• [Extracted material]
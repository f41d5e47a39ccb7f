//! Verify request building and response parsing against the JSON vectors in
//! `test-vectors/`.
//!
//! Bodies are compared as parsed JSON, not raw strings, so field order in the
//! vector files does not matter.

use cherrypicker_core::{
    ApiError, ClippingResponse, Endpoint, GameCategory, GameResponse, HttpMethod, HttpResponse,
    LoginPlatform, Priority, RequestFactory, RetryPolicy, ShopCardResponse, SwipeDirection,
};
use serde_json::Value;
use url::Url;

const TOKEN: &str = "tok";

fn parse_method(s: &str) -> HttpMethod {
    match s {
        "GET" => HttpMethod::Get,
        "POST" => HttpMethod::Post,
        "PUT" => HttpMethod::Put,
        "PATCH" => HttpMethod::Patch,
        "DELETE" => HttpMethod::Delete,
        other => panic!("unknown method: {other}"),
    }
}

fn platform(v: &Value) -> LoginPlatform {
    serde_json::from_value(v["platform"].clone()).unwrap()
}

fn direction(v: &Value) -> SwipeDirection {
    match v["direction"].as_str().unwrap() {
        "left" => SwipeDirection::Left,
        "right" => SwipeDirection::Right,
        other => panic!("unknown direction: {other}"),
    }
}

fn int(v: &Value, key: &str) -> i64 {
    v[key].as_i64().unwrap()
}

fn endpoint(v: &Value) -> Endpoint {
    match v["kind"].as_str().unwrap() {
        "login" => Endpoint::Login { platform: platform(v) },
        "login_callback" => Endpoint::LoginCallback {
            platform: platform(v),
            code: v["code"].as_str().unwrap().to_string(),
        },
        "preference_check" => Endpoint::PreferenceCheck,
        "preference_start" => Endpoint::PreferenceStart,
        "preference_swipe" => Endpoint::PreferenceSwipe {
            direction: direction(v),
            shop_id: int(v, "shop_id"),
        },
        "game_start" => Endpoint::GameStart {
            mode: GameCategory::from(v["mode"].as_u64().unwrap() as u8),
        },
        "game_swipe" => Endpoint::GameSwipe {
            direction: direction(v),
            game_id: int(v, "game_id"),
            shop_id: int(v, "shop_id"),
        },
        "shop_card" => Endpoint::ShopCard { shop_id: int(v, "shop_id") },
        "shop_detail" => Endpoint::ShopDetail { shop_id: int(v, "shop_id") },
        "shop_results" => Endpoint::ShopResults { game_id: int(v, "game_id") },
        "shop_clippings" => Endpoint::ShopClippings,
        "user_analyze" => Endpoint::UserAnalyze,
        "user_nickname" => Endpoint::UserNickname {
            change: v["change"].as_str().map(str::to_string),
        },
        "user_unregister" => Endpoint::UserUnregister,
        "clipping_do" => Endpoint::ClippingDo { shop_id: int(v, "shop_id") },
        "clipping_undo" => Endpoint::ClippingUndo { shop_id: int(v, "shop_id") },
        other => panic!("unknown endpoint kind: {other}"),
    }
}

#[test]
fn endpoint_test_vectors() {
    let raw = include_str!("../../test-vectors/endpoints.json");
    let vectors: Value = serde_json::from_str(raw).unwrap();
    let base_url = vectors["base_url"].as_str().unwrap();
    let factory = RequestFactory::new(Url::parse(base_url).unwrap());

    for case in vectors["cases"].as_array().unwrap() {
        let name = case["name"].as_str().unwrap();
        let endpoint = endpoint(&case["endpoint"]);
        let expected = &case["expected_request"];
        let auth = expected["auth"].as_bool().unwrap();

        assert_eq!(endpoint.requires_auth(), auth, "{name}: auth");
        let req = factory.endpoint(&endpoint, auth.then_some(TOKEN));
        assert_eq!(req.method, parse_method(expected["method"].as_str().unwrap()), "{name}: method");
        assert_eq!(
            req.url,
            format!("{base_url}{}", expected["url"].as_str().unwrap()),
            "{name}: url"
        );
        assert!(req.body.is_none(), "{name}: body");

        let expected_headers: Vec<(String, String)> = if auth {
            vec![("authorization".to_string(), format!("Bearer {TOKEN}"))]
        } else {
            Vec::new()
        };
        assert_eq!(req.headers, expected_headers, "{name}: headers");

        let priority = match case["priority"].as_str().unwrap() {
            "background" => Priority::Background,
            _ => Priority::UserInitiated,
        };
        assert_eq!(endpoint.priority(), priority, "{name}: priority");
        let retry = match case["retry"].as_str().unwrap() {
            "once" => RetryPolicy::Once,
            _ => RetryPolicy::Never,
        };
        assert_eq!(endpoint.retry_policy(), retry, "{name}: retry");

        // same inputs, byte-identical request
        assert_eq!(factory.endpoint(&endpoint, auth.then_some(TOKEN)), req, "{name}: determinism");
    }
}

#[test]
fn status_test_vectors() {
    let raw = include_str!("../../test-vectors/status.json");
    let vectors: Value = serde_json::from_str(raw).unwrap();
    let endpoint = Endpoint::ShopClippings;

    for case in vectors["cases"].as_array().unwrap() {
        let status = case["status"].as_u64().map(|s| s as u16);
        let response = HttpResponse {
            status,
            headers: Vec::new(),
            body: r#"{"shops":[]}"#.to_string(),
        };
        let result = cherrypicker_core::response::interpret(&response, endpoint.bad_request_error());
        let expected = match case["expected"].as_str().unwrap() {
            "ok" => Ok(r#"{"shops":[]}"#),
            "authentication_failure" => Err(ApiError::AuthenticationFailure),
            "server_error" => Err(ApiError::ServerError),
            "unknown" => Err(ApiError::Unknown(status)),
            "invalid_response" => Err(ApiError::InvalidResponse),
            other => panic!("unknown expectation: {other}"),
        };
        assert_eq!(result, expected, "status {status:?}");
    }
}

fn decode_as(record: &str, response: &HttpResponse) -> Result<Value, ApiError> {
    use cherrypicker_core::response::interpret_json;
    let bad_request = ApiError::AuthenticationFailure;
    match record {
        "game" => interpret_json::<GameResponse>(response, bad_request)
            .map(|r| serde_json::to_value(r).unwrap()),
        "shop_card" => interpret_json::<ShopCardResponse>(response, bad_request)
            .map(|r| serde_json::to_value(r).unwrap()),
        "clipping" => interpret_json::<ClippingResponse>(response, bad_request)
            .map(|r| serde_json::to_value(r).unwrap()),
        other => panic!("unknown record: {other}"),
    }
}

#[test]
fn response_test_vectors() {
    let raw = include_str!("../../test-vectors/responses.json");
    let vectors: Value = serde_json::from_str(raw).unwrap();

    for case in vectors["cases"].as_array().unwrap() {
        let name = case["name"].as_str().unwrap();
        let response = HttpResponse::with_status(200, case["body"].to_string());
        let result = decode_as(case["record"].as_str().unwrap(), &response);

        match case.get("expected_error").and_then(Value::as_str) {
            Some("decoding_error") => {
                assert_eq!(result, Err(ApiError::DecodingError), "{name}");
            }
            Some(other) => panic!("unknown expected_error: {other}"),
            None => assert_eq!(result.unwrap(), case["expected"], "{name}"),
        }
    }
}
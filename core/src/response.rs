//! Response interpreter.
//!
//! Status interpretation is shared by every operation:
//!
//! | status | result |
//! |---|---|
//! | none | `InvalidResponse` |
//! | 200 | body |
//! | 400 | the operation's bad-request error |
//! | 500 | `ServerError` |
//! | other | `Unknown(status)` |
//!
//! Decoding only ever happens after a 200.

use serde::de::DeserializeOwned;
use tracing::debug;

use crate::error::{ApiError, DecodeError};
use crate::http::HttpResponse;

/// Validate the status of `response` and hand back its body.
pub fn interpret(response: &HttpResponse, on_bad_request: ApiError) -> Result<&str, ApiError> {
    match response.status {
        None => Err(ApiError::InvalidResponse),
        Some(200) => Ok(response.body.as_str()),
        Some(400) => Err(on_bad_request),
        Some(500) => Err(ApiError::ServerError),
        Some(status) => Err(ApiError::Unknown(Some(status))),
    }
}

/// Decode a JSON body into `T`. The decoder diagnostic is logged, not kept.
pub fn decode<T: DeserializeOwned>(body: &str) -> Result<T, ApiError> {
    decode_json(body).map_err(|error| {
        debug!(%error, "response body did not match the expected record");
        ApiError::from(error)
    })
}

/// Interpret then decode: the common path for operations with a JSON result.
pub fn interpret_json<T: DeserializeOwned>(
    response: &HttpResponse,
    on_bad_request: ApiError,
) -> Result<T, ApiError> {
    let body = interpret(response, on_bad_request)?;
    decode(body)
}

fn decode_json<T: DeserializeOwned>(body: &str) -> Result<T, DecodeError> {
    Ok(serde_json::from_str(body)?)
}

#[cfg(test)]
mod tests {
    use super::*;
    use rstest::rstest;

    use crate::types::GameResponse;

    #[rstest]
    #[case(Some(400), ApiError::AuthenticationFailure)]
    #[case(Some(500), ApiError::ServerError)]
    #[case(Some(403), ApiError::Unknown(Some(403)))]
    #[case(Some(404), ApiError::Unknown(Some(404)))]
    #[case(Some(503), ApiError::Unknown(Some(503)))]
    #[case(Some(201), ApiError::Unknown(Some(201)))]
    #[case(None, ApiError::InvalidResponse)]
    fn non_200_statuses_map_to_errors(#[case] status: Option<u16>, #[case] expected: ApiError) {
        let response = HttpResponse {
            status,
            headers: Vec::new(),
            body: "{}".to_string(),
        };
        assert_eq!(
            interpret(&response, ApiError::AuthenticationFailure).unwrap_err(),
            expected
        );
    }

    #[test]
    fn bad_request_uses_the_supplied_error() {
        let response = HttpResponse::with_status(400, "");
        assert_eq!(
            interpret(&response, ApiError::InvalidResponse).unwrap_err(),
            ApiError::InvalidResponse
        );
    }

    #[test]
    fn ok_returns_the_body() {
        let response = HttpResponse::with_status(200, "hello");
        assert_eq!(interpret(&response, ApiError::AuthenticationFailure), Ok("hello"));
    }

    #[test]
    fn decode_failure_is_generic() {
        let response = HttpResponse::with_status(200, r#"{"gameId":"seven"}"#);
        let err = interpret_json::<GameResponse>(&response, ApiError::AuthenticationFailure)
            .unwrap_err();
        assert_eq!(err, ApiError::DecodingError);
    }

    #[test]
    fn error_status_skips_decoding() {
        let response = HttpResponse::with_status(500, "not json at all");
        let err = interpret_json::<GameResponse>(&response, ApiError::AuthenticationFailure)
            .unwrap_err();
        assert_eq!(err, ApiError::ServerError);
    }
}
use tokio::net::TcpListener;
use tracing_subscriber::EnvFilter;

#[tokio::main]
async fn main() -> Result<(), std::io::Error> {
    tracing_subscriber::fmt()
        .with_env_filter(EnvFilter::try_from_default_env().unwrap_or_else(|_| EnvFilter::new("info")))
        .init();

    let port = std::env::var("PORT").unwrap_or_else(|_| "3000".to_string());
    let addr = format!("127.0.0.1:{port}");
    let listener = TcpListener::bind(&addr).await?;
    mock_server::run(listener).await
}
//! Domain Core - Business Logic and Shared Types
//!
//! This crate contains the domain entities and value objects of the Tolva
//! pipeline orchestration engine: job and workflow definitions, the job
//! lifecycle state machine, and the shared error type. It performs no I/O.

pub mod error;
pub mod job;
pub mod workflow;

pub use crate::error::DomainError;
pub use chrono::{DateTime, Utc};

/// Result alias for the domain layer
pub type Result<T> = std::result::Result<T, DomainError>;

// Re-export all types for easy importing
pub use crate::job::{
    CacheDirective, FailureReason, JobId, JobRun, JobSpec, JobState, ResourceProfile, StepOutcome,
    StepSpec,
};
pub use crate::workflow::{
    WorkflowRun, WorkflowRunId, WorkflowRunSnapshot, WorkflowSpec, WorkflowStatus,
};
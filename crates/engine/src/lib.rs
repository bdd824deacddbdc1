//! Pipeline Engine - Orchestration Runtime
//!
//! Everything that turns a declared pipeline into running subprocesses:
//! YAML config composition, the dependency graph, the bounded-worker
//! scheduler, the subprocess job executor, the keyed artifact cache, and
//! the test-report collector.

pub mod cache;
pub mod collector;
pub mod config;
pub mod executor;
pub mod graph;
pub mod scheduler;

pub use crate::cache::{
    CacheBackend, CacheError, CacheKeyInfo, CacheStore, LocalDirCache, MemoryCache, RestoredBlob,
};
pub use crate::collector::{
    CollectedReport, CollectorError, DirReportSink, ReportCollector, ReportSink, ReportSummary,
};
pub use crate::config::{load_pipeline, parse_pipeline, ConfigError, EngineConfig};
pub use crate::executor::{JobExecutor, JobOutcome, ProcessError};
pub use crate::graph::{DependencyGraph, GraphError};
pub use crate::scheduler::{SubmitError, WorkflowRunHandle, WorkflowScheduler};

pub use tolva_core::{
    CacheDirective, DomainError, FailureReason, JobId, JobRun, JobSpec, JobState, StepOutcome,
    StepSpec, WorkflowRun, WorkflowRunId, WorkflowRunSnapshot, WorkflowSpec, WorkflowStatus,
};
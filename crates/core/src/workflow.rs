//! Workflow Domain Entity
//!
//! A `WorkflowSpec` is the declaration-ordered set of jobs participating
//! in one pipeline; a `WorkflowRun` is one invocation of it, holding the
//! per-job runtime records until every job reaches a terminal state.

use crate::job::{JobId, JobRun, JobSpec, JobState};
use crate::{DomainError, Result};
use serde::{Deserialize, Serialize};
use std::collections::HashMap;
use uuid::Uuid;

/// Workflow run identifier - Value Object
#[derive(Debug, Clone, PartialEq, Eq, Hash, Serialize, Deserialize)]
pub struct WorkflowRunId(Uuid);

impl WorkflowRunId {
    pub fn new() -> Self {
        Self(Uuid::new_v4())
    }

    pub fn from_uuid(uuid: Uuid) -> Self {
        Self(uuid)
    }

    pub fn as_uuid(&self) -> Uuid {
        self.0
    }
}

impl Default for WorkflowRunId {
    fn default() -> Self {
        Self::new()
    }
}

impl std::fmt::Display for WorkflowRunId {
    fn fmt(&self, f: &mut std::fmt::Formatter<'_>) -> std::fmt::Result {
        write!(f, "{}", self.0)
    }
}

/// Static workflow definition
///
/// Job order is declaration order and is the tie-break among
/// equally-ready jobs at dispatch time.
#[derive(Debug, Clone, PartialEq, Serialize, Deserialize)]
pub struct WorkflowSpec {
    pub name: String,
    pub jobs: Vec<JobSpec>,
}

impl WorkflowSpec {
    pub fn new(name: impl Into<String>, jobs: Vec<JobSpec>) -> Self {
        Self {
            name: name.into(),
            jobs,
        }
    }

    pub fn job(&self, id: &JobId) -> Option<&JobSpec> {
        self.jobs.iter().find(|j| &j.id == id)
    }

    pub fn job_ids(&self) -> impl Iterator<Item = &JobId> {
        self.jobs.iter().map(|j| &j.id)
    }

    /// Validate the workflow as a whole
    ///
    /// # Errors
    /// Returns `DomainError::Validation` on duplicate job ids or any
    /// invalid member spec
    pub fn validate(&self) -> Result<()> {
        if self.jobs.is_empty() {
            return Err(DomainError::Validation(
                "workflow declares no jobs".to_string(),
            ));
        }
        let mut seen = std::collections::HashSet::new();
        for job in &self.jobs {
            job.validate()?;
            if !seen.insert(job.id.clone()) {
                return Err(DomainError::Validation(format!(
                    "duplicate job id '{}'",
                    job.id
                )));
            }
        }
        Ok(())
    }
}

/// Overall status of a workflow run
#[derive(Debug, Clone, Copy, PartialEq, Eq, Serialize, Deserialize)]
#[serde(rename_all = "UPPERCASE")]
pub enum WorkflowStatus {
    Running,
    Succeeded,
    Failed,
    Cancelled,
}

impl WorkflowStatus {
    pub fn is_terminal(&self) -> bool {
        !matches!(self, WorkflowStatus::Running)
    }

    pub fn as_str(&self) -> &'static str {
        match self {
            WorkflowStatus::Running => "RUNNING",
            WorkflowStatus::Succeeded => "SUCCEEDED",
            WorkflowStatus::Failed => "FAILED",
            WorkflowStatus::Cancelled => "CANCELLED",
        }
    }
}

impl std::fmt::Display for WorkflowStatus {
    fn fmt(&self, f: &mut std::fmt::Formatter<'_>) -> std::fmt::Result {
        write!(f, "{}", self.as_str())
    }
}

/// One workflow invocation - holds the DAG snapshot and every JobRun
#[derive(Debug, Clone, Serialize, Deserialize)]
pub struct WorkflowRun {
    pub id: WorkflowRunId,
    pub spec: WorkflowSpec,
    pub runs: HashMap<JobId, JobRun>,
    pub status: WorkflowStatus,
    pub created_at: chrono::DateTime<chrono::Utc>,
    #[serde(default, skip_serializing_if = "Option::is_none")]
    pub finished_at: Option<chrono::DateTime<chrono::Utc>>,
}

impl WorkflowRun {
    pub fn new(spec: WorkflowSpec) -> Self {
        let runs = spec
            .jobs
            .iter()
            .map(|j| (j.id.clone(), JobRun::new(j.id.clone())))
            .collect();
        Self {
            id: WorkflowRunId::new(),
            spec,
            runs,
            status: WorkflowStatus::Running,
            created_at: chrono::Utc::now(),
            finished_at: None,
        }
    }

    pub fn run(&self, id: &JobId) -> Option<&JobRun> {
        self.runs.get(id)
    }

    pub fn run_mut(&mut self, id: &JobId) -> Option<&mut JobRun> {
        self.runs.get_mut(id)
    }

    pub fn all_terminal(&self) -> bool {
        self.runs.values().all(|r| r.is_terminal())
    }

    /// Fold the per-job terminal states into the overall status
    pub fn resolve_status(&mut self, cancelled: bool) {
        self.status = if cancelled {
            WorkflowStatus::Cancelled
        } else if self
            .runs
            .values()
            .all(|r| r.state == JobState::Succeeded)
        {
            WorkflowStatus::Succeeded
        } else {
            WorkflowStatus::Failed
        };
        self.finished_at = Some(chrono::Utc::now());
    }

    /// Point-in-time copy for non-blocking inspection
    pub fn snapshot(&self) -> WorkflowRunSnapshot {
        WorkflowRunSnapshot {
            id: self.id.clone(),
            workflow: self.spec.name.clone(),
            status: self.status,
            runs: self.runs.clone(),
            created_at: self.created_at,
            finished_at: self.finished_at,
        }
    }
}

/// Point-in-time view of a workflow run
///
/// Enumerates every job's state and reason; nothing is dropped.
#[derive(Debug, Clone, Serialize, Deserialize)]
pub struct WorkflowRunSnapshot {
    pub id: WorkflowRunId,
    pub workflow: String,
    pub status: WorkflowStatus,
    pub runs: HashMap<JobId, JobRun>,
    pub created_at: chrono::DateTime<chrono::Utc>,
    #[serde(default, skip_serializing_if = "Option::is_none")]
    pub finished_at: Option<chrono::DateTime<chrono::Utc>>,
}

impl WorkflowRunSnapshot {
    pub fn run(&self, id: &JobId) -> Option<&JobRun> {
        self.runs.get(id)
    }

    pub fn state_of(&self, id: &str) -> Option<JobState> {
        self.runs.get(&JobId::from(id)).map(|r| r.state)
    }
}
//! Artifact/Report Collector
//!
//! Gathers structured test reports for jobs that declare one. The report
//! format belongs to the external tool, so the collector treats the bytes
//! as an opaque blob plus a normalization step: BOM strip, newline
//! normalization, and a lightweight `<testsuite>` attribute scan into a
//! summary. Failure to parse is a collector-local warning, never a
//! pipeline failure.

use crate::cache::find_matches;
use async_trait::async_trait;
use serde::{Deserialize, Serialize};
use std::collections::HashMap;
use std::path::{Path, PathBuf};
use std::sync::Arc;
use thiserror::Error;
use tokio::sync::RwLock;
use tracing::{debug, info, warn};
use tolva_core::{JobId, JobRun, JobSpec};

#[derive(Error, Debug)]
pub enum CollectorError {
    #[error("IO error: {0}")]
    Io(#[from] std::io::Error),

    #[error("export failed: {0}")]
    Export(String),
}

/// Counts scanned out of a JUnit-style report
#[derive(Debug, Clone, Copy, Default, PartialEq, Eq, Serialize, Deserialize)]
pub struct ReportSummary {
    pub tests: u64,
    pub failures: u64,
    pub errors: u64,
    pub skipped: u64,
}

/// One collected report, keyed by the job that produced it
#[derive(Debug, Clone, Serialize, Deserialize)]
pub struct CollectedReport {
    pub job_id: JobId,
    /// Normalized report bytes
    pub raw: Vec<u8>,
    #[serde(default, skip_serializing_if = "Option::is_none")]
    pub summary: Option<ReportSummary>,
    #[serde(default, skip_serializing_if = "Vec::is_empty")]
    pub warnings: Vec<String>,
    pub collected_at: chrono::DateTime<chrono::Utc>,
}

/// Export port for normalized reports
#[async_trait]
pub trait ReportSink: Send + Sync {
    async fn export(&self, report: &CollectedReport) -> Result<(), CollectorError>;
}

/// Writes normalized reports as `<job>.xml` under a directory
#[derive(Debug)]
pub struct DirReportSink {
    dir: PathBuf,
}

impl DirReportSink {
    pub fn new(dir: impl Into<PathBuf>) -> Self {
        Self { dir: dir.into() }
    }
}

#[async_trait]
impl ReportSink for DirReportSink {
    async fn export(&self, report: &CollectedReport) -> Result<(), CollectorError> {
        tokio::fs::create_dir_all(&self.dir).await?;
        let name = report.job_id.as_str().replace(['/', '\\'], "_");
        tokio::fs::write(self.dir.join(format!("{}.xml", name)), &report.raw).await?;
        Ok(())
    }
}

/// Collects per-job reports as JobRuns reach a terminal state
#[derive(Default)]
pub struct ReportCollector {
    reports: RwLock<HashMap<JobId, CollectedReport>>,
    sink: Option<Arc<dyn ReportSink>>,
}

impl ReportCollector {
    pub fn new() -> Self {
        Self::default()
    }

    pub fn with_sink(sink: Arc<dyn ReportSink>) -> Self {
        Self {
            reports: RwLock::new(HashMap::new()),
            sink: Some(sink),
        }
    }

    /// Handle one terminal JobRun; returns collector-local warnings so
    /// the scheduler can attach them to the run
    pub async fn collect(&self, spec: &JobSpec, run: &JobRun, workspace: &Path) -> Vec<String> {
        debug_assert!(run.is_terminal());
        let Some(pattern) = &spec.report else {
            return vec![];
        };
        let mut warnings = Vec::new();

        let matches = match find_matches(workspace, pattern) {
            Ok(m) => m,
            Err(e) => {
                warn!(job = %spec.id, error = %e, "report lookup failed");
                return vec![format!("report lookup failed: {}", e)];
            }
        };
        let Some(path) = matches.first() else {
            debug!(job = %spec.id, pattern, "no report emitted");
            return vec![format!("no report matched '{}'", pattern)];
        };
        if matches.len() > 1 {
            warnings.push(format!(
                "report glob '{}' matched {} files, keeping '{}'",
                pattern,
                matches.len(),
                path.display()
            ));
        }

        let bytes = match tokio::fs::read(path).await {
            Ok(b) => b,
            Err(e) => {
                warn!(job = %spec.id, error = %e, "report unreadable");
                warnings.push(format!("report unreadable: {}", e));
                return warnings;
            }
        };

        let (raw, summary, mut parse_warnings) = normalize(&bytes);
        warnings.append(&mut parse_warnings);

        let report = CollectedReport {
            job_id: spec.id.clone(),
            raw,
            summary,
            warnings: warnings.clone(),
            collected_at: chrono::Utc::now(),
        };

        if let Some(sink) = &self.sink {
            if let Err(e) = sink.export(&report).await {
                warn!(job = %spec.id, error = %e, "report export failed");
                warnings.push(format!("report export failed: {}", e));
            }
        }

        info!(job = %spec.id, summary = ?report.summary, "report collected");
        let mut reports = self.reports.write().await;
        reports.insert(spec.id.clone(), report);
        warnings
    }

    /// Retrieve a collected report by job id
    pub async fn report(&self, id: &JobId) -> Option<CollectedReport> {
        let reports = self.reports.read().await;
        reports.get(id).cloned()
    }

    pub async fn job_ids(&self) -> Vec<JobId> {
        let reports = self.reports.read().await;
        let mut ids: Vec<_> = reports.keys().cloned().collect();
        ids.sort();
        ids
    }
}

/// Normalize report bytes and scan `<testsuite>` attributes
///
/// Returns the normalized bytes, a summary when at least one testsuite
/// element was found, and any parse warnings.
fn normalize(bytes: &[u8]) -> (Vec<u8>, Option<ReportSummary>, Vec<String>) {
    let stripped = bytes.strip_prefix(b"\xef\xbb\xbf").unwrap_or(bytes);
    let text = String::from_utf8_lossy(stripped).replace("\r\n", "\n");

    let mut summary = ReportSummary::default();
    let mut found = false;

    let mut rest = text.as_str();
    while let Some(pos) = rest.find("<testsuite") {
        let after = &rest[pos + "<testsuite".len()..];
        // `<testsuites>` carries aggregate counts; only leaf elements count.
        // The name may be followed by attributes, `>`, or `/>`
        if after.starts_with(|c: char| c.is_whitespace() || c == '>' || c == '/') {
            let tag_end = after.find('>').unwrap_or(after.len());
            let tag = &after[..tag_end];
            found = true;
            summary.tests += scan_attr(tag, "tests").unwrap_or(0);
            summary.failures += scan_attr(tag, "failures").unwrap_or(0);
            summary.errors += scan_attr(tag, "errors").unwrap_or(0);
            summary.skipped += scan_attr(tag, "skipped").unwrap_or(0);
        }
        rest = &rest[pos + "<testsuite".len()..];
    }

    let warnings = if found {
        vec![]
    } else {
        vec!["report parse: no <testsuite> element found".to_string()]
    };
    let summary = found.then_some(summary);
    (text.into_bytes(), summary, warnings)
}

fn scan_attr(tag: &str, name: &str) -> Option<u64> {
    let marker = format!("{}=\"", name);
    let start = tag.find(&marker)? + marker.len();
    let end = tag[start..].find('"')? + start;
    tag[start..end].parse().ok()
}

• [Brief]
All lines above that include the word "text" should be located and copied.

• [Response area]
    let text = String::from_utf8_lossy(stripped).replace("\r\n", "\n");
    let mut rest = text.as_str();
    (text.into_bytes(), summary, warnings)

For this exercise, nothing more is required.